By Rowena Johnston, Ph.D.
May 18, 2006 - HIV is a remarkable virus, given the considerable hurdles it must overcome to successfully complete its life cycle. Even after side-stepping the heroic, but ultimately unsuccessful, efforts mounted by the immune system to eliminate it, HIV must navigate a complicated series of steps before it can reproduce itself inside human cells.
Dr. Mario Stevenson, chair of amfAR’s Scientific Advisory Committee and Research Committee of the Program Board, has recently described how HIV co-opts human proteins to complete one of the final steps needed before it can start reproducing itself. The findings, published in the prestigious journal Nature, may help scientists discover new ways to combat the virus.
“Each new finding in the HIV/AIDS field reveals an astonishing level of complexity to this virus that helps us understand why it is so difficult to conquer,” said Dr. Stevenson. “But each time we discover a new way in which HIV critically relies on certain human proteins, it gives us hope that we can use this information to devise new strategies to treat and maybe even eliminate HIV one day.”
This new hope rests on a fundamental property of HIV. Like all viruses, HIV infects its host armed with a bare minimum of tools—it consists of only nine genes and 15 proteins. Viruses, including HIV, make up for this shortfall by enlisting proteins normally found in their hosts, bending them to their own purposes.
Unlike most other viruses that infect humans, though, HIV must complete an additional step in order to begin replicating. It must insert, or integrate, its own genes into the genetic material of each human cell it infects. To do so requires crossing the membrane that separates the main body of the cell from the nucleus, where human DNA resides. Once inside the nucleus, HIV must find a suitable stretch of DNA to settle into.

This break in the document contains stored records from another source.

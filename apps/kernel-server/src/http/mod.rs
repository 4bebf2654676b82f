// [[AXON]]/apps/kernel-server/src/http/mod.rs
// Purpose: Admin REST surface on its own port. CRUD, health, metrics, webhook ingress.
// Architecture: API Layer
// Dependencies: axum, tower-http

pub mod handlers;

use axum::extract::FromRef;
use axum::routing::{delete, get, post, put};
use axum::Router;
use metrics_exporter_prometheus::PrometheusHandle;
use std::sync::Arc;
use tower_http::cors::{Any, CorsLayer};
use tower_http::trace::TraceLayer;

use crate::auth::Authenticator;
use crate::kernel::Kernel;
use crate::pipeline::producer::WebhookProducer;

#[derive(Clone)]
pub struct AdminState {
    pub kernel: Arc<Kernel>,
    pub producer: Arc<WebhookProducer>,
    pub metrics: PrometheusHandle,
}

impl FromRef<AdminState> for Arc<Authenticator> {
    fn from_ref(state: &AdminState) -> Arc<Authenticator> {
        state.kernel.auth.clone()
    }
}

pub fn router(state: AdminState) -> Router {
    let cors = CorsLayer::new()
        .allow_origin(Any)
        .allow_methods(Any)
        .allow_headers(Any);

    Router::new()
        .route("/health", get(handlers::health))
        .route("/metrics", get(handlers::metrics))
        .route("/webhooks/:source", post(handlers::ingest_webhook))
        // Tenants
        .route("/api/tenants", post(handlers::create_tenant).get(handlers::list_tenants))
        .route("/api/tenants/:id", get(handlers::get_tenant).delete(handlers::delete_tenant))
        .route("/api/tenants/:id/features", put(handlers::update_tenant_features))
        // Agents
        .route("/api/agents", get(handlers::list_agents).post(handlers::register_agent))
        .route("/api/agents/:id/heartbeat", post(handlers::agent_heartbeat))
        // Tasks (operator surface; agent flows run over the gateway)
        .route("/api/tasks/batch", post(handlers::create_tasks_batch))
        .route("/api/tasks/:id", delete(handlers::archive_task))
        .route("/api/tasks/:id/transition", post(handlers::transition_task))
        .route("/api/tasks/:id/delegate", post(handlers::delegate_task))
        // Workflows
        .route("/api/workflows", post(handlers::create_workflow).get(handlers::list_workflows))
        .route(
            "/api/workflows/:id",
            get(handlers::get_workflow)
                .put(handlers::update_workflow)
                .delete(handlers::delete_workflow),
        )
        .route("/api/workflows/:id/execute", post(handlers::execute_workflow))
        .route("/api/executions/:id", get(handlers::get_execution))
        .route("/api/executions/:id/approve", post(handlers::approve_execution))
        .route("/api/executions/:id/cancel", post(handlers::cancel_execution))
        // Workspaces & shared documents
        .route("/api/workspaces", post(handlers::create_workspace))
        .route("/api/workspaces/:id", get(handlers::get_workspace))
        .route("/api/workspaces/:id/members", put(handlers::update_workspace_members))
        .route(
            "/api/workspaces/:id/documents",
            post(handlers::create_document).get(handlers::list_documents),
        )
        .route("/api/documents/:id", get(handlers::get_document))
        .route("/api/documents/:id/operations", post(handlers::apply_document_op).get(handlers::list_document_ops))
        .route("/api/documents/:id/lock", post(handlers::lock_document).delete(handlers::unlock_document))
        // Sessions
        .route("/api/sessions", get(handlers::list_sessions))
        .route("/api/sessions/:id", delete(handlers::revoke_session))
        // Assignment rules (tool configs live in tenant features)
        .route("/api/rules", get(handlers::list_rules).post(handlers::create_rule))
        .route("/api/rules/:id", delete(handlers::delete_rule))
        // Cache statistics
        .route("/api/cache/top", get(handlers::cache_top_queries))
        .route("/api/cache/stats", get(handlers::cache_stats))
        .layer(TraceLayer::new_for_http())
        .layer(cors)
        .with_state(state)
}

/// Serve the admin surface until shutdown.
pub async fn serve(state: AdminState) -> anyhow::Result<()> {
    let port = state.kernel.cfg.admin.port;
    let shutdown = state.kernel.shutdown.clone();
    let addr = format!("0.0.0.0:{}", port);
    let listener = tokio::net::TcpListener::bind(&addr).await?;
    tracing::info!("admin surface listening on http://{}", addr);
    axum::serve(listener, router(state))
        .with_graceful_shutdown(async move { shutdown.cancelled().await })
        .await?;
    Ok(())
}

Dr. Stevenson and his colleague Dr. Jean-Marc Jacque have discovered that a protein called emerin plays a critical role in helping HIV find the genetic material of the cell it has infected. Emerin, a human protein embedded in the nuclear membrane, connects the membrane to the genetic material inside. Drs. Stevenson and Jacque worked with macrophages, a type of immune cell that forms one of the main targets of HIV infection. They in effect removed emerin from the cells using siRNA, a sophisticated tool that can “silence” specific genes. When emerin was no longer active in the macrophages, HIV found its way to the nucleus but did not appropriately integrate into the genetic material inside—in essence the virus failed to establish itself in the cell.
A series of subsequent experiments examined the mechanisms by which HIV is blocked when emerin is absent. They concluded that emerin and another human protein, BAF (barrier-to-autointegration factor) work cooperatively to guide HIV to a suitable region of DNA. When their activity is blocked, HIV is unable to appropriately situate itself and becomes more susceptible to normal degradation processes inside the nucleus.
Drs Stevenson and Jacques concluded that this interaction between HIV, emerin and BAF constitutes a promising new target for the development of anti-HIV drugs. Such drugs could potentially “promote abortive HIV-1 infection of a cell,” they wrote. This would be a promising goal indeed.
Dr. Johnston is director of research at amfAR.